Wall Runner 2025
- sahalieangellmartin
- Apr 8
- 3 min read

Welcome back, blogger. Long time, no post.
After taking a few years to finish my Master’s degree, move to New York, and start a teaching career, ya girl is back on the blog. Besides my noble academic pursuits, I’ve also picked up a new hobby over the past year and a half—or, more accurately, resuscitated a hobby from the depths of my awkward adolescence. I’ve started rock climbing again.
If you’re picturing me free-ranging up a jagged cliff face a la Princess Bride, allow me to burst that bubble. Try multiple ten-foot indoor walls encrusted with other people’s chalk and finger skin. The floors are cushioned with thick mats and the water cooler produces flavored seltzer. It’s as close as I’m going to get to free soloing in Queens.
Honestly, I love it. Climbing is the only sport I’ve ever been half good at. I’m short, slow, and compact, with tiny hands and feet that make every ball I’ve ever handled look giant (go ahead and laugh). My joints are approximately 70 years older than the rest of me, so running is out. I also sink in all bodies of water, making low-impact swimming a no-go. But I build muscle fast and pack it on with the density of a curvy cannonball. I also have no fear of heights, which is bad for my genetic potential but good for this particular brand of manufactured risk-taking.
Now that I’m back on that vertical grind, I thought I’d share some lessons I’ve had to re-learn as I jumped, sometimes literally, back into the sport.

1. Learn to fall
The first thing you learn when you start climbing is how to fall. An instructor will tell you to climb halfway up the wall and let go. A good fall lets your body go slack, your arms close to your core. You land on your back, or touch your heels and roll. Either way, you should end up becoming familiar with the dust on the ceiling beams that no cleaner will ever reach.
The most common misconception about climbing is that your goal is not to fall. This is the quickest way to set yourself up for failure, because falling is inevitable. Good climbers fall constantly and consistently. But good climbers also know how to fall without injury to body or ego. The fundamental mental switch between falling as failure and falling as progress can be a real barrier for beginner climbers (also for type-A personalities, perfectionists, eldest daughters, and anyone living under a capitalist system that fundamentally ties our worth to our productivity).
A new climber says: Falling means I’m failing. A good climber says: Falling means I’m trying.

2. There are no shortcuts
New climbers will look at a bouldering wall and say, “I can get to the top.” And they usually can. They can eschew the routes and sometimes even reach the top of the wall just with a stretch. But the end result is not the point. The point is the process—the route you’re trying because it’s possible, even though it’s hard. When the feeling of overcoming the challenge is the point, there’s no way to cheat. Like Yoda said, there is only doing and not doing.
This can be frustrating. But can also be a huge relief to people like me who are occasionally tempted to take the easy way out. When I try to run, I’m ashamed by how I spend the whole time fighting the urge to walk. But when I’m climbing, I’m trying. I’m on the wall, and I have to keep myself there. There is no room for half-measures even when I most want to take them. When I want to stop pulling from the dried-up well of my motivation and still accomplish something, I go climbing. It feels like a cheat code in itself.

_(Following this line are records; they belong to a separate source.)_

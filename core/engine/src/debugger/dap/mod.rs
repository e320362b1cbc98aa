//! Debug Adapter Protocol (DAP) front end for the debugger.
//!
//! This module exposes the [`DebuggerHandle`](super::DebuggerHandle) to
//! editors such as VS Code.
//!
//! # Architecture
//!
//! - [`messages`]: protocol types (requests, responses, events)
//! - [`transport`]: `Content-Length` framing over any byte stream
//! - [`session`]: maps requests onto an [`EngineThread`](super::EngineThread)
//! - [`server`]: the request loop, plus a thread that turns
//!   [`DebugEvent`](super::DebugEvent)s into protocol events
//!
//! # References
//!
//! - [DAP Specification](https://microsoft.github.io/debug-adapter-protocol/)

pub mod messages;
pub mod server;
pub mod session;
pub mod transport;

pub use messages::*;
pub use server::DapServer;
pub use session::DebugSession;

use serde::{Deserialize, Serialize};

/// One framed message, discriminated by its `type` field.
#[derive(Debug, Clone, Serialize, Deserialize)]
#[serde(tag = "type", rename_all = "lowercase")]
pub enum ProtocolMessage {
    /// A client request.
    Request(Request),
    /// The adapter's answer to a request.
    Response(Response),
    /// An unsolicited notification from the adapter.
    Event(Event),
}

/// DAP request message
#[derive(Debug, Clone, Serialize, Deserialize)]
pub struct Request {
    /// Sequence number.
    pub seq: i64,
    /// The command to execute.
    pub command: String,
    /// Command-specific arguments.
    #[serde(skip_serializing_if = "Option::is_none")]
    pub arguments: Option<serde_json::Value>,
}

/// DAP response message
#[derive(Debug, Clone, Serialize, Deserialize)]
pub struct Response {
    /// Sequence number.
    pub seq: i64,
    /// Sequence number of the answered request.
    pub request_seq: i64,
    /// Whether the request succeeded.
    pub success: bool,
    /// The answered command.
    pub command: String,
    /// Error message when `success` is false.
    #[serde(skip_serializing_if = "Option::is_none")]
    pub message: Option<String>,
    /// Command-specific result.
    #[serde(skip_serializing_if = "Option::is_none")]
    pub body: Option<serde_json::Value>,
}

/// DAP event message
#[derive(Debug, Clone, Serialize, Deserialize)]
pub struct Event {
    /// Sequence number.
    pub seq: i64,
    /// Event type.
    pub event: String,
    /// Event-specific information.
    #[serde(skip_serializing_if = "Option::is_none")]
    pub body: Option<serde_json::Value>,
}

impl ProtocolMessage {
    /// The sender's sequence number, whichever kind of message this is.
    #[must_use]
    pub const fn seq(&self) -> i64 {
        match self {
            Self::Request(Request { seq, .. })
            | Self::Response(Response { seq, .. })
            | Self::Event(Event { seq, .. }) => *seq,
        }
    }
}
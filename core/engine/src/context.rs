//! The script execution context.

use crate::debugger::{DebugFrame, DebugHooks, DebugHost, HitContext, StepMode};
use crate::parser::Parser;
use crate::parser::ast::{BinaryOp, Expression, FunctionDeclaration, Statement, StatementKind, UnaryOp};
use crate::{Location, Position, Script, SourceId, TernError, TernResult, Value};
use rustc_hash::FxHashMap;
use std::fmt;
use std::rc::Rc;

/// Default limit on nested calls before a `RangeError` is raised.
pub const DEFAULT_MAX_CALL_DEPTH: usize = 128;

type OutputSink = Box<dyn FnMut(&str)>;

#[derive(Debug, Default)]
struct CallFrame {
    locals: FxHashMap<String, Value>,
}

enum Completion {
    Normal,
    Return(Value),
}

/// Runs scripts.
///
/// A `Context` keeps its global bindings and functions between runs. It is
/// single-threaded; to debug a script from another thread, run it on an
/// [`EngineThread`](crate::debugger::EngineThread).
///
/// # Examples
///
/// ```
/// use tern_engine::{Context, Value};
///
/// let mut context = Context::default();
/// let value = context.eval("main.tern".into(), "let a = 20; a + 22;")?;
/// assert_eq!(value, Value::Number(42.0));
/// # Ok::<(), tern_engine::TernError>(())
/// ```
pub struct Context {
    globals: FxHashMap<String, Value>,
    functions: FxHashMap<String, Rc<FunctionDeclaration>>,
    frames: Vec<CallFrame>,
    max_call_depth: usize,
    output: OutputSink,

    hooks: Option<Rc<dyn DebugHooks>>,
    hooks_suppressed: bool,
    step: StepMode,
    step_origin: usize,
    source_id: SourceId,
    location: Location,
    completion: Value,
}

impl fmt::Debug for Context {
    fn fmt(&self, f: &mut fmt::Formatter<'_>) -> fmt::Result {
        f.debug_struct("Context")
            .field("globals", &self.globals)
            .field("functions", &self.functions.keys())
            .field("call_depth", &self.frames.len())
            .field("subscribed", &self.hooks.is_some())
            .field("step", &self.step)
            .field("location", &self.location)
            .finish_non_exhaustive()
    }
}

impl Default for Context {
    fn default() -> Self {
        let source_id = SourceId::new("<anonymous>");
        Self {
            globals: FxHashMap::default(),
            functions: FxHashMap::default(),
            frames: Vec::new(),
            max_call_depth: DEFAULT_MAX_CALL_DEPTH,
            output: Box::new(|line| log::info!(target: "tern::print", "{line}")),
            hooks: None,
            hooks_suppressed: false,
            step: StepMode::None,
            step_origin: 0,
            location: Location::new(source_id.clone(), Position::new(1, 1)),
            source_id,
            completion: Value::Undefined,
        }
    }
}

3. You’re stronger than you think.
This may not apply to everyone, but it applies to most. We often underestimate what we’re capable of on the wall—dismissing a higher grade before we’ve tried it, eyeing the size of a handhold and assuming it won’t support our weight. We cut ourselves down and make ourselves smaller. Sometimes we’re afraid of the pain. Sometimes it’s the humiliation of people seeing us fail. But to quote the now-international athletic brand started in my hometown, a few blocks from my first climbing gym—just do it.